Completed CADRE Rover in the Clean Room
With its solar panels open, a small rover that is bound for the Moon sits in a clean room at NASA's Jet Propulsion Laboratory in Southern California on Jan. 26, 2024. This is one of three rovers – each about the size of a carry-on suitcase – that are part of the agency's CADRE (Cooperative Autonomous Distributed Robotic Exploration) technology demonstration.
CADRE is designed to show that a group of robotic spacecraft can work together as a team to accomplish tasks and record data autonomously – without explicit commands from mission controllers on Earth.

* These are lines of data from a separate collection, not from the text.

//! Command codec: typed outbound commands and inbound events.
//!
//! Both vocabularies are closed. Inbound tags this client does not handle
//! decode to [`Event::Ignored`] so newer services can add events without
//! breaking older clients.

#[cfg(test)]
#[path = "codec_test.rs"]
mod codec_test;

use serde_json::{Value, json};
use wire::{Envelope, WireError};

use super::parse;
use super::types::{
    ChatMessage, DraftFields, DraftSnapshot, Item, ItemId, ItemResult, Participant, Phase, Roster, UserRating,
};

/// Error returned by [`decode_event`] and [`decode_command`].
#[derive(Debug, thiserror::Error)]
pub enum DecodeError {
    #[error(transparent)]
    Envelope(#[from] WireError),
    /// The tag is known but its payload has the wrong shape.
    #[error("malformed {command} payload: {reason}")]
    Payload { command: String, reason: &'static str },
}

// =============================================================================
// OUTBOUND
// =============================================================================

/// A message this client sends to the room service.
#[derive(Clone, Debug, PartialEq, Eq)]
pub enum Command {
    /// Liveness ping.
    UserActive,
    /// Request the participant list.
    GetUsers,
    /// Request the curated item list.
    LoadItems,
    /// Host request to move the session to a phase.
    ChangePhase(Phase),
    /// Request the current phase.
    GetRoomState,
    /// Request aggregate results.
    GetFinalRatings,
    /// Request the local participant's submitted ratings.
    GetUserRatings,
    /// Request the stored draft for an item.
    GetFormData(ItemId),
    /// Save the draft for an item.
    SaveForm { item_id: ItemId, fields: DraftFields },
}

impl Command {
    #[must_use]
    pub fn tag(&self) -> &'static str {
        match self {
            Self::UserActive => "user_active",
            Self::GetUsers => "get_users",
            Self::LoadItems => "load_beers",
            Self::ChangePhase(_) => "change_room_state",
            Self::GetRoomState => "get_room_state",
            Self::GetFinalRatings => "get_final_ratings",
            Self::GetUserRatings => "get_user_ratings",
            Self::GetFormData(_) => "get_form_data",
            Self::SaveForm { .. } => "user_form_save",
        }
    }

    #[must_use]
    pub fn payload(&self) -> Value {
        match self {
            Self::ChangePhase(phase) => json!(phase.as_str()),
            Self::GetFormData(item_id) => json!(item_id),
            Self::SaveForm { item_id, fields } => {
                let mut data = serde_json::to_value(fields).unwrap_or_else(|_| json!({}));
                if let Some(map) = data.as_object_mut() {
                    map.insert("beer_id".to_owned(), json!(item_id));
                }
                data
            }
            _ => Value::Null,
        }
    }

    #[must_use]
    pub fn to_envelope(&self) -> Envelope {
        Envelope::new(self.tag(), self.payload())
    }
}

/// Encode a command as socket text.
#[must_use]
pub fn encode_command(command: &Command) -> String {
    wire::encode_envelope(&command.to_envelope())
}

/// Decode socket text written by [`encode_command`]. The client never
/// receives commands; this exists for stand-in servers and logs.
///
/// # Errors
///
/// Returns [`DecodeError`] for unknown tags or malformed payloads.
pub fn decode_command(text: &str) -> Result<Command, DecodeError> {
    let envelope = wire::decode_envelope(text)?;
    let data = &envelope.data;
    let malformed = |reason| DecodeError::Payload { command: envelope.command.clone(), reason };
    Ok(match envelope.command.as_str() {
        "user_active" => Command::UserActive,
        "get_users" => Command::GetUsers,
        "load_beers" => Command::LoadItems,
        "get_room_state" => Command::GetRoomState,
        "get_final_ratings" => Command::GetFinalRatings,
        "get_user_ratings" => Command::GetUserRatings,
        "change_room_state" => Command::ChangePhase(parse::parse_phase(data).ok_or_else(|| malformed("expected phase"))?),
        "get_form_data" => Command::GetFormData(parse::pick_item_id(data).ok_or_else(|| malformed("expected item id"))?),
        "user_form_save" => {
            let item_id = data
                .get("beer_id")
                .and_then(parse::pick_item_id)
                .ok_or_else(|| malformed("expected beer_id"))?;
            let fields = serde_json::from_value(data.clone()).map_err(|_| malformed("expected form fields"))?;
            Command::SaveForm { item_id, fields }
        }
        _ => return Err(malformed("unknown command")),
    })
}

// =============================================================================
// INBOUND
// =============================================================================

/// A message the room service pushes to this client.
#[derive(Clone, Debug, PartialEq)]
pub enum Event {
    /// Full participant listing (`set_users`).
    ParticipantList(Vec<Participant>),
    ParticipantJoined(Roster),
    ParticipantLeft(Roster),
    ParticipantDisconnected(Roster),
    /// Full curated item list (`set_beers`).
    ItemList(Vec<Item>),
    PhaseChanged(Phase),
    FinalResults(Vec<ItemResult>),
    UserResults(Vec<UserRating>),
    DraftSnapshot(DraftSnapshot),
    ChatMessage(ChatMessage),
    /// A well-formed envelope with a tag this client does not handle.
    Ignored { command: String },
}

impl Event {
    /// Short name used in logs.
    #[must_use]
    pub fn kind(&self) -> &str {
        match self {
            Self::ParticipantList(_) => "participant-list",
            Self::ParticipantJoined(_) => "participant-joined",
            Self::ParticipantLeft(_) => "participant-left",
            Self::ParticipantDisconnected(_) => "participant-disconnected",
            Self::ItemList(_) => "item-list",
            Self::PhaseChanged(_) => "phase-changed",
            Self::FinalResults(_) => "final-results",
            Self::UserResults(_) => "user-results",
            Self::DraftSnapshot(_) => "draft-snapshot",
            Self::ChatMessage(_) => "chat-message",
            Self::Ignored { command } => command,
        }
    }
}

/// Decode socket text into an event.
///
/// # Errors
///
/// Returns [`DecodeError::Envelope`] when the text is not an envelope and
/// [`DecodeError::Payload`] when a known tag carries an unusable payload.
pub fn decode_event(text: &str) -> Result<Event, DecodeError> {
    let envelope = wire::decode_envelope(text)?;
    let data = &envelope.data;
    let malformed = |reason| DecodeError::Payload { command: envelope.command.clone(), reason };
    Ok(match envelope.command.as_str() {
        "set_users" => match parse::parse_roster(data) {
            Some(Roster::Snapshot(list)) => Event::ParticipantList(list),
            Some(Roster::Single(participant)) => Event::ParticipantList(vec![participant]),
            None => return Err(malformed("expected participant list")),
        },
        "user_join" => Event::ParticipantJoined(parse::parse_roster(data).ok_or_else(|| malformed("expected participant"))?),
        "user_leave" => Event::ParticipantLeft(parse::parse_roster(data).ok_or_else(|| malformed("expected participant"))?),
        "user_disconnect" => {
            Event::ParticipantDisconnected(parse::parse_roster(data).ok_or_else(|| malformed("expected participant"))?)
        }
        "set_beers" => Event::ItemList(parse::parse_rows(data, "beers").ok_or_else(|| malformed("expected item list"))?),
        "set_room_state" => Event::PhaseChanged(parse::parse_phase(data).ok_or_else(|| malformed("expected phase"))?),
        "set_final_results" => {
            Event::FinalResults(parse::parse_rows(data, "results").ok_or_else(|| malformed("expected result list"))?)
        }
        "set_user_results" => {
            Event::UserResults(parse::parse_rows(data, "results").ok_or_else(|| malformed("expected rating list"))?)
        }
        "set_form_data" => {
            Event::DraftSnapshot(parse::parse_draft_snapshot(data).ok_or_else(|| malformed("expected form data"))?)
        }
        "set_new_message" => Event::ChatMessage(parse::parse_chat(data).ok_or_else(|| malformed("expected message"))?),
        _ => Event::Ignored { command: envelope.command.clone() },
    })
}
//! In-memory stand-ins for the socket and the command sink.

use std::collections::VecDeque;
use std::sync::atomic::{AtomicBool, AtomicUsize, Ordering};
use std::sync::{Arc, Mutex};
use std::time::Duration;

use async_trait::async_trait;
use reqwest::Url;
use serde_json::Value;
use tokio::sync::mpsc;

use crate::net::api::{ApiError, CatalogPage, CatalogQuery, Report, RoomApi, RoomTicket};
use crate::net::codec::{Command, decode_command};
use crate::net::connection::{CommandSink, Connector, Link, TransportError};
use crate::net::types::ItemId;

pub fn init_tracing() {
    let _ = tracing_subscriber::fmt().with_test_writer().with_max_level(tracing::Level::DEBUG).try_init();
}

// =============================================================
// Channel-backed transport
// =============================================================

/// Server side of an accepted fake socket.
pub struct ServerEnd {
    to_client: mpsc::UnboundedSender<String>,
    from_client: mpsc::UnboundedReceiver<String>,
}

impl ServerEnd {
    pub fn push(&self, command: &str, data: Value) {
        let text = wire::encode_envelope(&wire::Envelope::new(command, data));
        let _ = self.to_client.send(text);
    }

    pub fn push_raw(&self, text: &str) {
        let _ = self.to_client.send(text.to_owned());
    }

    /// Next command written by the client, waiting if needed.
    pub async fn recv(&mut self) -> Option<Command> {
        let text = self.from_client.recv().await?;
        decode_command(&text).ok()
    }

    /// Every command already written by the client.
    pub fn drain(&mut self) -> Vec<Command> {
        let mut out = Vec::new();
        while let Ok(text) = self.from_client.try_recv() {
            if let Ok(command) = decode_command(&text) {
                out.push(command);
            }
        }
        out
    }
}

struct ChannelLink {
    to_server: mpsc::UnboundedSender<String>,
    from_server: mpsc::UnboundedReceiver<String>,
}

#[async_trait]
impl Link for ChannelLink {
    async fn send_text(&mut self, text: String) -> Result<(), TransportError> {
        self.to_server.send(text).map_err(|_| TransportError::Closed)
    }

    async fn next_text(&mut self) -> Option<Result<String, TransportError>> {
        self.from_server.recv().await.map(Ok)
    }

    async fn close(&mut self) {
        self.from_server.close();
    }
}

/// Connector that accepts or refuses attempts from a script. Attempts past
/// the end of the script are refused.
pub struct FakeConnector {
    script: Mutex<VecDeque<bool>>,
    attempts: AtomicUsize,
    accepted: mpsc::UnboundedSender<ServerEnd>,
}

impl FakeConnector {
    pub fn new(script: impl IntoIterator<Item = bool>) -> (Arc<Self>, mpsc::UnboundedReceiver<ServerEnd>) {
        let (accepted, rx) = mpsc::unbounded_channel();
        let connector = Self { script: Mutex::new(script.into_iter().collect()), attempts: AtomicUsize::new(0), accepted };
        (Arc::new(connector), rx)
    }

    pub fn attempts(&self) -> usize {
        self.attempts.load(Ordering::SeqCst)
    }
}

#[async_trait]
impl Connector for FakeConnector {
    async fn connect(&self, _url: &Url) -> Result<Box<dyn Link>, TransportError> {
        self.attempts.fetch_add(1, Ordering::SeqCst);
        let accept = self.script.lock().expect("script lock").pop_front().unwrap_or(false);
        if !accept {
            return Err(TransportError::Closed);
        }
        let (to_client, from_server) = mpsc::unbounded_channel();
        let (to_server, from_client) = mpsc::unbounded_channel();
        let _ = self.accepted.send(ServerEnd { to_client, from_client });
        Ok(Box::new(ChannelLink { to_server, from_server }))
    }
}

// =============================================================
// Recording sink
// =============================================================

/// Sink that records every command in send order.
#[derive(Default)]
pub struct RecordingSink {
    sent: Mutex<Vec<Command>>,
    refuse_confirm: AtomicBool,
}

impl RecordingSink {
    /// A sink whose confirmed sends never get confirmed.
    pub fn unconfirmed() -> Self {
        Self { sent: Mutex::new(Vec::new()), refuse_confirm: AtomicBool::new(true) }
    }

    /// Start or stop confirming sends, like a socket coming back or going away.
    pub fn set_confirming(&self, confirming: bool) {
        self.refuse_confirm.store(!confirming, Ordering::SeqCst);
    }

    pub fn sent(&self) -> Vec<Command> {
        self.sent.lock().expect("sent lock").clone()
    }

    pub fn take(&self) -> Vec<Command> {
        std::mem::take(&mut *self.sent.lock().expect("sent lock"))
    }
}

#[async_trait]
impl CommandSink for RecordingSink {
    fn send(&self, command: Command) {
        self.sent.lock().expect("sent lock").push(command);
    }

    async fn send_confirmed(&self, command: Command, within: Duration) -> bool {
        self.send(command);
        if self.refuse_confirm.load(Ordering::SeqCst) {
            tokio::time::sleep(within).await;
            return false;
        }
        true
    }
}

// =============================================================
// Room API double
// =============================================================

/// Room API that records calls as `"op:room[:arg]"` strings.
#[derive(Default)]
pub struct FakeRoomApi {
    calls: Mutex<Vec<String>>,
    failing: bool,
}

impl FakeRoomApi {
    /// An API whose every call fails with a 500.
    pub fn failing() -> Self {
        Self { calls: Mutex::new(Vec::new()), failing: true }
    }

    pub fn calls(&self) -> Vec<String> {
        self.calls.lock().expect("calls lock").clone()
    }

    fn record(&self, call: String) -> Result<(), ApiError> {
        let path = call.clone();
        self.calls.lock().expect("calls lock").push(call);
        if self.failing {
            return Err(ApiError::Status { method: reqwest::Method::POST, path, status: 500, body: String::new() });
        }
        Ok(())
    }
}

#[async_trait]
impl RoomApi for FakeRoomApi {
    async fn join(&self, room: &str, _password: &str) -> Result<(), ApiError> {
        self.record(format!("join:{room}"))
    }

    async fn membership(&self, room: &str) -> Result<RoomTicket, ApiError> {
        self.record(format!("membership:{room}"))?;
        Ok(RoomTicket { is_host: true, token: "t0ken".into(), message: String::new() })
    }

    async fn leave(&self, room: &str) -> Result<(), ApiError> {
        self.record(format!("leave:{room}"))
    }

    async fn add_item(&self, room: &str, item_id: ItemId) -> Result<(), ApiError> {
        self.record(format!("add_item:{room}:{item_id}"))
    }

    async fn remove_item(&self, room: &str, item_id: ItemId) -> Result<(), ApiError> {
        self.record(format!("remove_item:{room}:{item_id}"))
    }

    async fn browse_items(&self, query: &CatalogQuery) -> Result<CatalogPage, ApiError> {
        self.record(format!("browse_items:{}", query.search.as_deref().unwrap_or_default()))?;
        Ok(CatalogPage::default())
    }

    async fn export_report(&self, room: &str) -> Result<Report, ApiError> {
        self.record(format!("export_report:{room}"))?;
        Ok(Report { filename: format!("{room}_report"), bytes: b"report".to_vec() })
    }
}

A division of Caltech in Pasadena, California, JPL manages the CADRE technology demonstration project for the Game Changing Development program within NASA's Space Technology Mission Directorate in Washington. CADRE will launch as a payload on the third lunar lander mission by Intuitive Machines, called IM-3, under NASA's CLPS (Commercial Lunar Payload Services) initiative, which is managed by the agency's Science Mission Directorate, also in Washington. The agency's Glenn Research Center in Cleveland and its Ames Research Center in Silicon Valley, California, both supported the project. Motiv Space Systems designed and built key hardware elements at the company's Pasadena, California, facility. Clemson University in South Carolina contributed research in support of the project.